Battle Over Prop. 34 Death Penalty Ban Heats Up

While latest ad from 34's backers focuses on wrongful convictions, opponents spotlight former 49ers cornerback Kermit Alexander, whose family was gunned down in 1984 by a man who remains on Death Row.

With less than two weeks to go before the Nov. 6 election, the battle over Proposition 34, the proposed ban of the death penalty in California, appears to be tightening, and its proponents are raising the stakes.

Yes on Prop. 34, the campaign to replace the death penalty with a sentence of life without parole, create a $100 million fund to investigate rape and murder cases and require inmates to work and pay restitution to victims or their families, launched a $2 million radio and TV ad campaign this week.

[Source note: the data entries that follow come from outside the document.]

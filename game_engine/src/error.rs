//! Error taxonomy for the interaction engine.

use thiserror::Error;

use crate::contexts::EventId;
use crate::events::EventKind;

pub type GameResult<T> = Result<T, GameError>;

#[derive(Debug, Error)]
pub enum GameError {
    /// The current context, or a referenced one, does not exist.
    #[error("no such context: {0}")]
    MissingContext(String),

    /// An event id is not present in the given context.
    #[error("no event {event} in context {context}")]
    MissingEvent { context: String, event: EventId },

    /// An Update event points at a (context, event) pair that does not resolve.
    #[error("dangling reference to event {event_id} in context {gc_id}")]
    DanglingReference { gc_id: String, event_id: String },

    #[error("unknown event type: {0}")]
    UnknownEventType(String),

    #[error("malformed document: {0}")]
    MalformedDocument(String),

    /// A write to an attribute outside the variant's schema, or of the wrong type.
    #[error("invalid attribute {key} for {kind} event: {reason}")]
    InvalidAttribute {
        kind: EventKind,
        key: String,
        reason: String,
    },
}

impl From<serde_json::Error> for GameError {
    fn from(err: serde_json::Error) -> Self {
        GameError::MalformedDocument(err.to_string())
    }
}

#[cfg(test)]
mod tests {
    use super::*;

    #[test]
    fn test_json_error_is_malformed_document() {
        let err: GameError = serde_json::from_str::<serde_json::Value>("{")
            .unwrap_err()
            .into();
        assert!(matches!(err, GameError::MalformedDocument(_)));
    }

    #[test]
    fn test_error_messages() {
        let err = GameError::MissingEvent {
            context: "cellar".into(),
            event: EventId(3),
        };
        assert_eq!(err.to_string(), "no event 3 in context cellar");

        let err = GameError::UnknownEventType("teleport".into());
        assert_eq!(err.to_string(), "unknown event type: teleport");
    }
}
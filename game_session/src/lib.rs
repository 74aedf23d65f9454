//! # Game Session
//!
//! Everything that sits around the interaction engine: per-player sessions
//! persisted as opaque blobs, form-driven world editing, a sample world, and
//! configuration for the `adventure` command-line front end.
//!
//! A session never keeps a world in memory between requests. Each request
//! restores the world from its blob, interacts, and writes the blob back.

pub mod config;
pub mod editor;
pub mod error;
pub mod sample_world;
pub mod session;
pub mod store;

pub use config::*;
pub use editor::*;
pub use error::*;
pub use sample_world::*;
pub use session::*;
pub use store::*;
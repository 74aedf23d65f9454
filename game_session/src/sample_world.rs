//! A small two-room world for new sessions and tests.

use game_engine::{Attributes, Event, GameContext, MoveEvent, PlayerContext, TextEvent, UpdateEvent};
use serde_json::Value;

/// Two linked rooms, `english` and `french`.
///
/// Picking up the wine in `english` enables a one-shot "drink" in `french`.
pub fn sample_world() -> PlayerContext {
    let mut english = GameContext::new();
    english.add_event("hello", TextEvent::new("Hello!"));
    english.add_event("goodbye", TextEvent::new("Goodbye!"));
    english.add_event("french", MoveEvent::new("french"));

    let mut french = GameContext::new();
    french.add_event("bonjour", TextEvent::new("Bonjour!"));
    french.add_event("aurevoir", TextEvent::new("Au revoir!"));
    french.add_event("english", MoveEvent::new("english"));
    let drink = french.add_event(
        "drink",
        Event::from(TextEvent::new("You drink the wine."))
            .with_enable(false)
            .with_persist(false),
    );

    let mut changes = Attributes::new();
    changes.insert("enable".to_string(), Value::Bool(true));
    english.add_event(
        "wine",
        UpdateEvent::new("You pick up the wine.", "french", drink, changes),
    );

    let mut world = PlayerContext::new().with_current("english");
    world.add_gamecontext("english", english);
    world.add_gamecontext("french", french);
    world
}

In doing so, Prop. 34 backers hope to make the case that capital punishment in California is a waste of taxpayer money, citing the nonpartisan Legislative Analyst's Office estimate that the state could save as much as $130 million a year if the death penalty is abolished. No inmate has been executed since early 2006, when a federal judge ordered a moratorium because of questions about lethal injection protocol. That moratorium remains in place, and Prop. 34 proponents also cite a former appeals court judge's 2011 study that found that since 1978 capital punishment has cost California about $4 billion.

All male Death Row inmates in California are housed at Marin's San Quentin State Prison, where executions were carried out until the moratorium.

A new prop-34 TV ad in major California media markets also argues that the death penalty often prevents the wrongfully convicted from seeking justice.

"Yes on 34 went on the air to communicate with the greatest number of voters to make sure they know that if we use life in prison without the possibility of parole instead of the death penalty, we will insure no innocent person will be executed, we can make murderers work in prison, and we can use its law enforcement dollars more efficiently to put more murders behind bars where they belong," wrote Natasha Minsker, the Yes on 34 campaign manager, in an email.

As both sides reach out to those undeciced voters, Prop. 34's proponents have considerably more resources to wield. The campaign has raised nearly $7 million as of Oct. 16, much of which has come from Hyatt Development Corp. billionaire Nicholas Pritzker, the Atlantic Advocacy Fund, the American Civil Liberties Union and Netflix CEO Reed Hastings, according to MapLight's VotersEdge campaign finance tool.

Prop. 34 opponents, meanwhile, have raised just $342,000 to date, nearly all of which has come from the Peace Officers Research Association of California.

Despite its vast fundraising lead, the Yes on Prop. 34 campaign has faced an uphill battle in swaying public opinion about the death penalty, but recent polls have indicated the race is tightening.

While a Sept. 30 USC Dornsife/Los Angeles Times poll found voters against Prop. 34 51 percent to 38 percent, an Oct. 11 poll conducted by the California Business Roundtable/Pepperdine University showed that margin narrowing to 48 percent to 43 percent.

Where do you stand on Prop. 34? Tell us in the Comments.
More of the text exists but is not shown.